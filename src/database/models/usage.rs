//! Daily usage counters embedded in the user profile.

use chrono::NaiveDate;
use serde::{Deserialize, Serialize};

use crate::limits::UsageKind;

/// Per-kind counters for one UTC calendar day.
#[derive(Clone, Debug, Default, PartialEq, Eq, Serialize, Deserialize)]
pub struct UsageCounters {
    /// UTC date the counters belong to. None until first use.
    #[serde(default)]
    pub date: Option<NaiveDate>,
    #[serde(default)]
    pub messages: u32,
    #[serde(default)]
    pub images: u32,
    #[serde(default)]
    pub voice_minutes: u32,
}

impl UsageCounters {
    /// Zero the counters if they belong to another day.
    ///
    /// Returns true if a reset happened.
    pub fn roll_over(&mut self, today: NaiveDate) -> bool {
        if self.date == Some(today) {
            return false;
        }
        *self = Self {
            date: Some(today),
            ..Self::default()
        };
        true
    }

    pub fn get(&self, kind: UsageKind) -> u32 {
        match kind {
            UsageKind::Message => self.messages,
            UsageKind::Image => self.images,
            UsageKind::VoiceMinute => self.voice_minutes,
        }
    }

    pub fn add(&mut self, kind: UsageKind, amount: u32) {
        let slot = match kind {
            UsageKind::Message => &mut self.messages,
            UsageKind::Image => &mut self.images,
            UsageKind::VoiceMinute => &mut self.voice_minutes,
        };
        *slot = slot.saturating_add(amount);
    }

    /// Counters as seen on `today` without mutating the stored ones.
    pub fn as_of(&self, today: NaiveDate) -> Self {
        let mut view = self.clone();
        view.roll_over(today);
        view
    }
}
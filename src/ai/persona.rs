//! Chat personas.

use std::fmt;

/// Tone of the assistant, selected per user with `/persona`.
#[derive(Debug, Clone, Copy, Default, PartialEq, Eq)]
pub enum Persona {
    #[default]
    Default,
    Robot,
    Listener,
    Nerd,
    Cynic,
}

impl Persona {
    pub const ALL: [Persona; 5] = [
        Persona::Default,
        Persona::Robot,
        Persona::Listener,
        Persona::Nerd,
        Persona::Cynic,
    ];

    /// Stored key.
    pub fn key(&self) -> &'static str {
        match self {
            Persona::Default => "default",
            Persona::Robot => "robot",
            Persona::Listener => "listener",
            Persona::Nerd => "nerd",
            Persona::Cynic => "cynic",
        }
    }

    pub fn parse(key: &str) -> Option<Self> {
        let key = key.trim().to_lowercase();
        Self::ALL.into_iter().find(|p| p.key() == key)
    }

    /// Unknown stored keys fall back to the default persona.
    pub fn from_key_lossy(key: &str) -> Self {
        Self::parse(key).unwrap_or_default()
    }

    pub fn system_prompt(&self) -> &'static str {
        match self {
            Persona::Default => {
                "Ты дружелюбный и полезный AI-помощник. Отвечай кратко и по делу на русском языке."
            }
            Persona::Robot => {
                "Ты технический AI-робот. Отвечай точно, формально и структурированно. Избегай эмоций."
            }
            Persona::Listener => {
                "Ты эмпатичный слушатель и психолог. Проявляй понимание, поддержку и давай мудрые советы."
            }
            Persona::Nerd => {
                "Ты эрудированный ученый. Давай детальные, научно обоснованные ответы с фактами и объяснениями."
            }
            Persona::Cynic => {
                "Ты критически мыслящий циник. Отвечай с долей скептицизма и сарказма, но оставайся полезным."
            }
        }
    }
}

impl fmt::Display for Persona {
    fn fmt(&self, f: &mut fmt::Formatter<'_>) -> fmt::Result {
        f.write_str(self.key())
    }
}

#[cfg(test)]
mod tests {
    use super::*;

    #[test]
    fn test_parse_keys() {
        for persona in Persona::ALL {
            assert_eq!(Persona::parse(persona.key()), Some(persona));
        }
        assert_eq!(Persona::parse(" NERD "), Some(Persona::Nerd));
        assert_eq!(Persona::parse("pirate"), None);
        assert_eq!(Persona::from_key_lossy("pirate"), Persona::Default);
    }
}
#[cfg(test)]
mod tests {
    use std::sync::atomic::{AtomicBool, AtomicUsize, Ordering};
    use std::time::Duration;

    use async_trait::async_trait;
    use parking_lot::Mutex;

    use super::*;
    use crate::database::MemoryStore;
    use crate::error::ProviderError;
    use crate::limits::Tier;

    /// Scripted provider that records what it was asked.
    #[derive(Default)]
    struct FakeProvider {
        calls: AtomicUsize,
        failing: AtomicBool,
        transcript: Mutex<String>,
        last_messages: Mutex<Vec<ChatMessage>>,
    }

    impl FakeProvider {
        fn call(&self) -> Result<(), ProviderError> {
            self.calls.fetch_add(1, Ordering::SeqCst);
            if self.failing.load(Ordering::SeqCst) {
                Err(ProviderError::Api {
                    status: 500,
                    message: "boom".into(),
                })
            } else {
                Ok(())
            }
        }

        fn calls(&self) -> usize {
            self.calls.load(Ordering::SeqCst)
        }
    }

    #[async_trait]
    impl AiProvider for FakeProvider {
        async fn complete(&self, messages: &[ChatMessage], _persona: Persona) -> Result<String, ProviderError> {
            self.call()?;
            *self.last_messages.lock() = messages.to_vec();
            Ok(format!("answer {}", self.calls()))
        }

        async fn describe_image(&self, _image: &[u8], question: &str, _persona: Persona) -> Result<String, ProviderError> {
            self.call()?;
            Ok(format!("seen: {question}"))
        }

        async fn transcribe(&self, _audio: Vec<u8>) -> Result<String, ProviderError> {
            self.call()?;
            Ok(self.transcript.lock().clone())
        }

        async fn synthesize(&self, _text: &str, _voice: &str) -> Result<Vec<u8>, ProviderError> {
            self.call()?;
            Ok(vec![1, 2, 3])
        }

        async fn generate_image(&self, prompt: &str) -> Result<String, ProviderError> {
            self.call()?;
            Ok(format!("https://img.example/{}", prompt.len()))
        }
    }

    struct Fixture {
        assistant: Assistant,
        provider: Arc<FakeProvider>,
        store: Arc<MemoryStore>,
        who: Caller,
    }

    fn fixture(max_calls: usize) -> Fixture {
        let provider = Arc::new(FakeProvider::default());
        let store = Arc::new(MemoryStore::new());
        let assistant = Assistant::new(
            provider.clone(),
            store.clone(),
            store.clone(),
            store.clone(),
            RateLimiter::new(max_calls, Duration::from_secs(60)),
            PlanTable::default(),
            AssistantSettings {
                max_history: 16,
                timezone: FixedOffset::east_opt(3 * 3600).unwrap(),
                tts_voice: "alloy".into(),
            },
        );
        Fixture {
            assistant,
            provider,
            store,
            who: Caller {
                user_id: 42,
                chat_id: 42,
                lang: "ru",
                persona: Persona::Default,
            },
        }
    }

    #[tokio::test]
    async fn test_free_user_blocked_after_twenty_messages() {
        let f = fixture(100);

        for i in 1..=20 {
            let reply = f.assistant.handle_text(&f.who, &format!("вопрос {i}")).await;
            assert_eq!(reply, Reply::Text(format!("answer {i}")));
        }

        let reply = f.assistant.handle_text(&f.who, "вопрос 21").await;
        let expected = error_text(
            "ru",
            &BotError::QuotaExceeded {
                kind: UsageKind::Message,
                used: 20,
                limit: 20,
                tier: Tier::Free,
            },
        );
        assert_eq!(reply, Reply::Text(expected));
        assert!(reply.text().contains("20/20"));
        assert_eq!(f.provider.calls(), 20);
    }

    #[tokio::test]
    async fn test_provider_failure_costs_nothing() {
        let f = fixture(100);
        f.provider.failing.store(true, Ordering::SeqCst);

        let reply = f.assistant.handle_text(&f.who, "привет").await;
        assert_eq!(reply, Reply::Text(i18n::get_text("ru", "errors.provider")));

        let used = f.assistant.gate().usage().get_usage(42, UsageKind::Message).await.unwrap();
        assert_eq!(used, 0);
    }

    #[tokio::test]
    async fn test_rate_limit_precedes_everything() {
        let f = fixture(2);
        f.assistant.handle_text(&f.who, "один").await;
        f.assistant.handle_text(&f.who, "calc 1+1").await;

        let reply = f.assistant.handle_text(&f.who, "три").await;
        assert_eq!(reply, Reply::Text(i18n::get_text("ru", "errors.rate_limited")));
        assert_eq!(f.provider.calls(), 1);
    }

    #[tokio::test]
    async fn test_chat_sends_history() {
        let f = fixture(100);
        f.assistant.handle_text(&f.who, "меня зовут Аня").await;
        f.assistant.handle_text(&f.who, "как меня зовут?").await;

        let sent = f.provider.last_messages.lock().clone();
        assert_eq!(
            sent,
            vec![
                ChatMessage::user("меня зовут Аня"),
                ChatMessage::assistant("answer 1"),
                ChatMessage::user("как меня зовут?"),
            ]
        );
    }

    #[tokio::test]
    async fn test_calc_and_reminder_use_no_quota() {
        let f = fixture(100);

        let reply = f.assistant.handle_text(&f.who, "calc 2+2*3").await;
        assert!(reply.text().contains("= <b>8</b>"), "{reply:?}");

        let reply = f.assistant.handle_text(&f.who, "calc 1/0").await;
        assert_eq!(reply, Reply::Text(i18n::get_text("ru", "calc.div_zero")));

        let reply = f.assistant.handle_text(&f.who, "напомни купить молоко через 30 минут").await;
        assert!(reply.text().contains("#1"), "{reply:?}");
        assert!(reply.text().contains("купить молоко"));

        let pending = f.store.pending_for(42).await.unwrap();
        assert_eq!(pending.len(), 1);
        assert_eq!(pending[0].chat_id, 42);

        let reply = f.assistant.handle_text(&f.who, "напомни что-нибудь когда-нибудь").await;
        assert_eq!(reply, Reply::Text(i18n::get_text("ru", "reminder.help")));

        assert_eq!(f.provider.calls(), 0);
        assert_eq!(f.assistant.gate().usage().get_usage(42, UsageKind::Message).await.unwrap(), 0);
    }

    #[tokio::test]
    async fn test_image_generation_counts_images() {
        let f = fixture(100);

        let reply = f.assistant.handle_text(&f.who, "нарисуй").await;
        assert_eq!(reply, Reply::Text(i18n::get_text("ru", "image.empty_prompt")));

        let reply = f.assistant.handle_text(&f.who, "нарисуй кота").await;
        assert!(matches!(reply, Reply::Photo { ref url, .. } if url.starts_with("https://img.example/")));
        assert_eq!(f.assistant.gate().usage().get_usage(42, UsageKind::Image).await.unwrap(), 1);

        let reply = f.assistant.handle_photo(&f.who, None, || async { Ok(vec![0xFF]) }).await;
        assert!(reply.text().starts_with("seen: "));
        assert_eq!(f.assistant.gate().usage().get_usage(42, UsageKind::Image).await.unwrap(), 2);
    }

    #[tokio::test]
    async fn test_voice_bills_started_minutes() {
        let f = fixture(100);
        *f.provider.transcript.lock() = "какая погода".into();

        let reply = f.assistant.handle_voice(&f.who, 61, || async { Ok(vec![0]) }).await;
        match reply {
            Reply::Voice { audio, text } => {
                assert_eq!(audio, vec![1, 2, 3]);
                assert!(text.contains("какая погода"));
            }
            other => panic!("expected voice reply, got {other:?}"),
        }
        let used = f.assistant.gate().usage().get_usage(42, UsageKind::VoiceMinute).await.unwrap();
        assert_eq!(used, 2);
    }

    #[tokio::test]
    async fn test_media_not_fetched_when_refused() {
        let f = fixture(1);
        let counter = AtomicUsize::new(0);
        let fetches = &counter;
        let fetch = move || async move {
            fetches.fetch_add(1, Ordering::SeqCst);
            Ok(vec![0xFF])
        };

        f.assistant.handle_text(&f.who, "calc 1+1").await;
        let reply = f.assistant.handle_photo(&f.who, Some("что это?"), fetch).await;
        assert_eq!(reply, Reply::Text(i18n::get_text("ru", "errors.rate_limited")));
        let reply = f.assistant.handle_voice(&f.who, 30, fetch).await;
        assert_eq!(reply, Reply::Text(i18n::get_text("ru", "errors.rate_limited")));
        assert_eq!(fetches.load(Ordering::SeqCst), 0);

        let f = fixture(100);
        f.store.add_usage(42, UsageKind::VoiceMinute, 10, Utc::now().date_naive()).await.unwrap();
        let reply = f.assistant.handle_voice(&f.who, 30, fetch).await;
        assert!(reply.text().contains("10/10"), "{reply:?}");
        assert_eq!(fetches.load(Ordering::SeqCst), 0);
        assert_eq!(f.provider.calls(), 0);
    }

    #[tokio::test]
    async fn test_failed_download_costs_nothing() {
        let f = fixture(100);

        let reply = f
            .assistant
            .handle_photo(&f.who, None, || async { Err(BotError::Download("file is gone".into())) })
            .await;
        assert_eq!(reply, Reply::Text(i18n::get_text("ru", "errors.generic")));
        assert_eq!(f.provider.calls(), 0);
        assert_eq!(f.assistant.gate().usage().get_usage(42, UsageKind::Image).await.unwrap(), 0);
    }

    #[test]
    fn test_voice_minutes() {
        assert_eq!(voice_minutes(0), 1);
        assert_eq!(voice_minutes(1), 1);
        assert_eq!(voice_minutes(60), 1);
        assert_eq!(voice_minutes(61), 2);
        assert_eq!(voice_minutes(600), 10);
    }

    #[tokio::test]
    async fn test_caller_reads_profile() {
        let f = fixture(100);
        f.store.set_persona(7, "cynic").await.unwrap();
        f.store.set_language(7, "en").await.unwrap();

        let who = f.assistant.caller(7, 70, Some("ru")).await;
        assert_eq!(who.persona, Persona::Cynic);
        assert_eq!(who.lang, "en");

        let stranger = f.assistant.caller(8, 80, Some("en-GB")).await;
        assert_eq!(stranger.persona, Persona::Default);
        assert_eq!(stranger.lang, "en");
    }
}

* * *

# The task
For the records above, give the number of lines containing the string "Option" and no other words.

# Solution for this task
2